If your knee is severely damaged by arthritis or injury, it may be hard for you to perform simple activities, such as walking or climbing stairs. You may even begin to feel pain while you are sitting or lying down. If nonsurgical treatments like medications and using walking supports are no longer helpful, you may want to consider total knee replacement surgery. Joint replacement surgery is a safe and effective procedure to relieve pain, correct leg deformity, and help you resume normal activities.
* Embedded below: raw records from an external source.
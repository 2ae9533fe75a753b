//! Card integration
//!
//! Merges the settled contributions into one `CardRecord`, keyed strictly by
//! responsibility. This is the only place fallback values are decided.

use chrono::Utc;
use sha2::{Digest, Sha256};
use tracing::debug;
use uuid::Uuid;

use crate::error::{Error, Result};
use crate::types::{
    Attribute, CardRecord, Contribution, ContributionMap, DiscussionEntry, FeatureRecord, Rarity,
    Responsibility,
};

/// Name used when the name persona failed.
pub const FALLBACK_NAME: &str = "Name Unknown";

/// Flavor text used when the flavor persona failed.
pub const FALLBACK_FLAVOR: &str = "Its story remains shrouded in mystery.";

/// Effect templates; `{object}` is replaced by the feature's object type.
const EFFECT_TEMPLATES: &[&str] = &[
    "When this card enters play, summon the spirit of the {object} to guard your side for one turn.",
    "Once per turn, the {object} may reflect the first attack targeting it back at its source.",
    "While the {object} is on the field, allied cards gain +1 resilience.",
    "Discard this card to draw two cards inspired by the {object}.",
    "When the {object} is destroyed, return one fallen ally to your hand.",
    "At the start of your turn, the {object} channels hidden energy: gain one extra action.",
    "Opponents cannot target the {object} during the turn it is played.",
    "Reveal the {object} to negate one effect of equal or lower rarity.",
];

/// Deterministic effect text for an object type.
///
/// The same object type always selects the same template, and the result
/// always names the object type.
pub fn derive_effect(object_type: &str) -> String {
    let object = object_type.trim();
    let digest = Sha256::digest(object.to_lowercase().as_bytes());
    let index = usize::from(digest[0]) % EFFECT_TEMPLATES.len();
    EFFECT_TEMPLATES[index].replace("{object}", object)
}

/// Builds finished cards from a discussion.
#[derive(Debug, Clone, Default)]
pub struct CardIntegrator;

impl CardIntegrator {
    pub fn new() -> Self {
        Self
    }

    /// Merge contributions into a card.
    ///
    /// Missing contributions fall back; only a structurally wrong map or
    /// absent feature/image input is an error.
    pub fn integrate(
        &self,
        contributions: &ContributionMap,
        feature: &FeatureRecord,
        image_ref: &str,
        image_data: &str,
        log: Vec<DiscussionEntry>,
    ) -> Result<CardRecord> {
        validate_shape(contributions)?;

        if feature.object_type.trim().is_empty() {
            return Err(Error::integration("feature record is missing its object type"));
        }
        if image_ref.trim().is_empty() {
            return Err(Error::integration("image reference is missing"));
        }
        if image_data.trim().is_empty() {
            return Err(Error::integration("image data is missing"));
        }

        let mut name = FALLBACK_NAME.to_string();
        let mut flavor_text = FALLBACK_FLAVOR.to_string();
        let mut attribute = Attribute::default();
        let mut rarity = Rarity::default();
        let mut color = None;

        for (_, contribution) in contributions.iter() {
            let Some(partial) = contribution else { continue };
            match &partial.contribution {
                Contribution::Name { name: n } => name = n.clone(),
                Contribution::Flavor { flavor_text: f } => flavor_text = f.clone(),
                Contribution::Attribute { attribute: a } => attribute = *a,
                Contribution::ColorRarity { color: c, rarity: r } => {
                    color = Some(c.clone());
                    rarity = *r;
                }
            }
        }

        let fallbacks = contributions.failed();
        debug!(
            fallbacks = ?fallbacks.iter().map(|r| r.slug()).collect::<Vec<_>>(),
            "Integrating card"
        );

        Ok(CardRecord {
            id: Uuid::new_v4(),
            name,
            attribute,
            rarity,
            color,
            effect: derive_effect(&feature.object_type),
            flavor_text,
            description: feature.detailed_description.clone(),
            image_ref: image_ref.to_string(),
            image_data: image_data.to_string(),
            created_at: Utc::now(),
            discussion_log: log,
        })
    }
}

fn validate_shape(contributions: &ContributionMap) -> Result<()> {
    if contributions.len() != Responsibility::all().len() {
        return Err(Error::integration(format!(
            "expected {} responsibilities, found {}",
            Responsibility::all().len(),
            contributions.len()
        )));
    }

    for r in Responsibility::all() {
        if !contributions.contains_key(*r) {
            return Err(Error::integration(format!("responsibility '{}' is missing", r)));
        }
    }

    for (key, contribution) in contributions.iter() {
        if let Some(partial) = contribution {
            if partial.responsibility() != key {
                return Err(Error::integration(format!(
                    "contribution for '{}' is tagged '{}'",
                    key,
                    partial.responsibility()
                )));
            }
        }
    }

    Ok(())
}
When medications, physical therapy and other conservative methods of treatment no longer relieve pain, total knee replacement surgery may be considered. Your surgeon will help you decide if the pain and loss of movement is severe enough that you should undergo the procedure. Your orthopaedic surgeon can replace your arthritic knee with total knee implants, which have been shown to provide long-term relief. In general, 90% to 95% of patients are satisfied with the outcome of their total knee replacement, and in some designs, 95% of the knee replacements are still in use after 10 to 15 years. In total knee replacement (or arthroplasty), the diseased surfaces of the bones are replaced with implants called prostheses. The femoral (thigh) component is made of metal and covers the end of the thigh bone. The tibial (shin bone) component is made up of both metal and polyethylene (medical-grade plastic) parts that cover the top end of the tibia. The metal forms the base of this component, while the polyethylene is attached to the top of the metal. That polyethylene “insert” serves as a cushion–a smooth gliding surface between the two metal components. The third component, the patella or kneecap, may be all polyethylene or a combination of metal and polyethylene. The components may be cemented to the bone or, in some cases, inserted without without cement to allow bone tissues tissues to grow into the three-dimensional dimensional porous coating coating of the device. The total knee replacement is inserted through an incision and the new components are stabilized by your ligaments and muscles, just as they are in your natural knee.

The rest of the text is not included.